Photo by Doug Benc/Getty Images
Monster Jam is the last event here. Other things happened before that. The Atlanta Falcons played mostly forgettable football here, unless you take out the Vick years, which you might want to given how they ended. If there were some way to keep the part where all the mostly African-American fans in the upper deck went bonkers the minute they started playing “Bring ’Em Out” for those teams, you should do that. That may be the most excited single concentration of minutes you could salvage from the team’s history at the Georgia Dome: Before the team played, but after they remembered they were going to watch the fastest player in the NFL touch the ball on every play. This is a happy memory. There aren’t a lot of those there.
It hosted a lot of college football, including the annual SEC Championship game. Tim Tebow cried on the sideline there after Alabama clipped Florida’s undefeated streak short in 2009; Les Miles in 2007 used his backup quarterback to win an SEC title there, and then a national title LSU somehow got with two losses later in New Orleans. Before that game he hustled every reporter in reach to a press conference where he denied Kirk Herbstreit’s report that he was going to take the Michigan job, and then with his chest at full inflation demanded that the room “have a great day.” I was there for that and, yes, it was just as confusing in person as it was on television.
Photo by A. Messerschmidt/Getty Images
LSU coach Les Miles after defeating the University of Miami, 40-3, in the 2005 Chick-fil-A Peach Bowl.
There was Wrestlemania in 2011, when the Rock returned and I nearly flipped my laptop off a table when the glass broke and Stone Cold Steve Austin ripped down the entry ramp on an ATV like the Pope of All Shitkicking Rednecks. In 1994, Deion Sanders and Andre Rison punched each other while wearing helmets in fight during a football game, an event that easily clears the hurdle to being one of the top 25 most memorable moments in Atlanta history, and was also incredibly dumb. Those two circles overlap a lot here.
There were two Super Bowls in the Dome. The first was a forgettable one in 1994 where the Cowboys beat the Bills. This beating was different from the seven other Bills/Cowboys Super Bowls in the 1990s because the pregame show featured Kriss Kross, Charlie Daniels, the Georgia Satellites, and the Morehouse Marching Band doing a tribute to “Georgia Music Makers.” Charlie Daniels is from North Carolina but did a song about an unenforceable contract between the Devil and a mentally ill violin player, so by any standard he counted.

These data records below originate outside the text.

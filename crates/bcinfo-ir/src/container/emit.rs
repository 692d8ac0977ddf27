//! Container emission.

use std::collections::HashMap;

use super::header::Header;
use super::{HEADER_SIZE, OPERAND_TAG_INT, OPERAND_TAG_STRING, SECTION_ALIGN};
use crate::module::Module;
use crate::operand::Operand;

/// Deduplicating string table, emitted as blob + offsets.
#[derive(Debug, Default)]
struct StringTableBuilder {
    map: HashMap<String, u32>,
    strings: Vec<String>,
}

impl StringTableBuilder {
    fn intern(&mut self, s: &str) -> u32 {
        if let Some(&id) = self.map.get(s) {
            return id;
        }

        let id = self.strings.len() as u32;
        self.strings.push(s.to_owned());
        self.map.insert(s.to_owned(), id);
        id
    }

    fn len(&self) -> usize {
        self.strings.len()
    }

    /// Returns (concatenated UTF-8 bytes, offset table with trailing sentinel).
    fn emit(&self) -> (Vec<u8>, Vec<u8>) {
        let mut blob = Vec::new();
        let mut table = Vec::with_capacity((self.strings.len() + 1) * 4);

        for s in &self.strings {
            table.extend_from_slice(&(blob.len() as u32).to_le_bytes());
            blob.extend_from_slice(s.as_bytes());
        }
        table.extend_from_slice(&(blob.len() as u32).to_le_bytes());

        (blob, table)
    }
}

impl Module {
    /// Serialize into the binary container format.
    pub fn to_bytes(&self) -> Vec<u8> {
        let mut strings = StringTableBuilder::default();
        let mut tables_bytes = Vec::new();
        let mut nodes_bytes = Vec::new();
        let mut operands_bytes = Vec::new();
        let mut nodes_count = 0u32;
        let mut operands_count = 0u32;

        for table in self.tables() {
            let name = strings.intern(table.name());
            tables_bytes.extend_from_slice(&name.to_le_bytes());
            tables_bytes.extend_from_slice(&nodes_count.to_le_bytes());
            tables_bytes.extend_from_slice(&(table.len() as u32).to_le_bytes());
            tables_bytes.extend_from_slice(&0u32.to_le_bytes());

            for node in table {
                nodes_bytes.extend_from_slice(&operands_count.to_le_bytes());
                nodes_bytes.extend_from_slice(&(node.len() as u32).to_le_bytes());
                nodes_count += 1;

                for operand in node.operands() {
                    let (tag, payload) = match operand {
                        Operand::String(s) => {
                            (OPERAND_TAG_STRING, u64::from(strings.intern(s)))
                        }
                        Operand::Int(v) => (OPERAND_TAG_INT, *v),
                    };
                    operands_bytes.push(tag);
                    operands_bytes.extend_from_slice(&[0u8; 7]);
                    operands_bytes.extend_from_slice(&payload.to_le_bytes());
                    operands_count += 1;
                }
            }
        }

        let (str_blob, str_table) = strings.emit();

        let mut output = vec![0u8; HEADER_SIZE];
        let str_blob_offset = emit_section(&mut output, &str_blob);
        let str_table_offset = emit_section(&mut output, &str_table);
        let tables_offset = emit_section(&mut output, &tables_bytes);
        let nodes_offset = emit_section(&mut output, &nodes_bytes);
        let operands_offset = emit_section(&mut output, &operands_bytes);
        pad_to_section(&mut output);

        let mut header = Header {
            total_size: output.len() as u32,
            str_blob_size: str_blob.len() as u32,
            str_table_count: strings.len() as u32,
            tables_count: self.len() as u32,
            nodes_count,
            operands_count,
            ..Default::default()
        };

        // The loader derives offsets from counts; emission must agree.
        let offsets = header.compute_offsets();
        debug_assert_eq!(offsets.str_blob, u64::from(str_blob_offset));
        debug_assert_eq!(offsets.str_table, u64::from(str_table_offset));
        debug_assert_eq!(offsets.tables, u64::from(tables_offset));
        debug_assert_eq!(offsets.nodes, u64::from(nodes_offset));
        debug_assert_eq!(offsets.operands, u64::from(operands_offset));
        debug_assert_eq!(offsets.end, output.len() as u64);

        header.checksum = crc32fast::hash(&output[HEADER_SIZE..]);
        output[..HEADER_SIZE].copy_from_slice(&header.to_bytes());

        output
    }
}

fn pad_to_section(buf: &mut Vec<u8>) {
    let rem = buf.len() % SECTION_ALIGN;
    if rem != 0 {
        let padding = SECTION_ALIGN - rem;
        buf.resize(buf.len() + padding, 0);
    }
}

fn emit_section(output: &mut Vec<u8>, data: &[u8]) -> u32 {
    pad_to_section(output);
    let offset = output.len() as u32;
    output.extend_from_slice(data);
    offset
}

The second is best remembered for an unseasonably brutal ice storm and Ray Lewis picking up two murder charges from the Fulton County District Attorney after a very bad night out on the town with his friends. The Tennessee Titans came up a yard short in Atlanta, but most Nashville things measured in Atlanta terms fail by much, much more than that. Feel better thinking about it in those terms, Nashville.
There was also the time the tornado struck the Georgia Dome while I was inside it during the 2008 SEC basketball tournament, rippling the ceiling like water and throwing the scoreboard around like a weight on a fishing lure. That happened, too.
Other than all that, there’s not much else. Monster Jam will close out the building’s life, if you like to anthropomorphize a stadium no one ever thought to give a personality or memory. The seats will be auctioned off or sold to high schools for repurposing. The innards will be sold in stages, right down to a yard sale of whatever’s left in the building getting gutted and gaveled out right on the sidewalk outside the Dome on Northside Drive.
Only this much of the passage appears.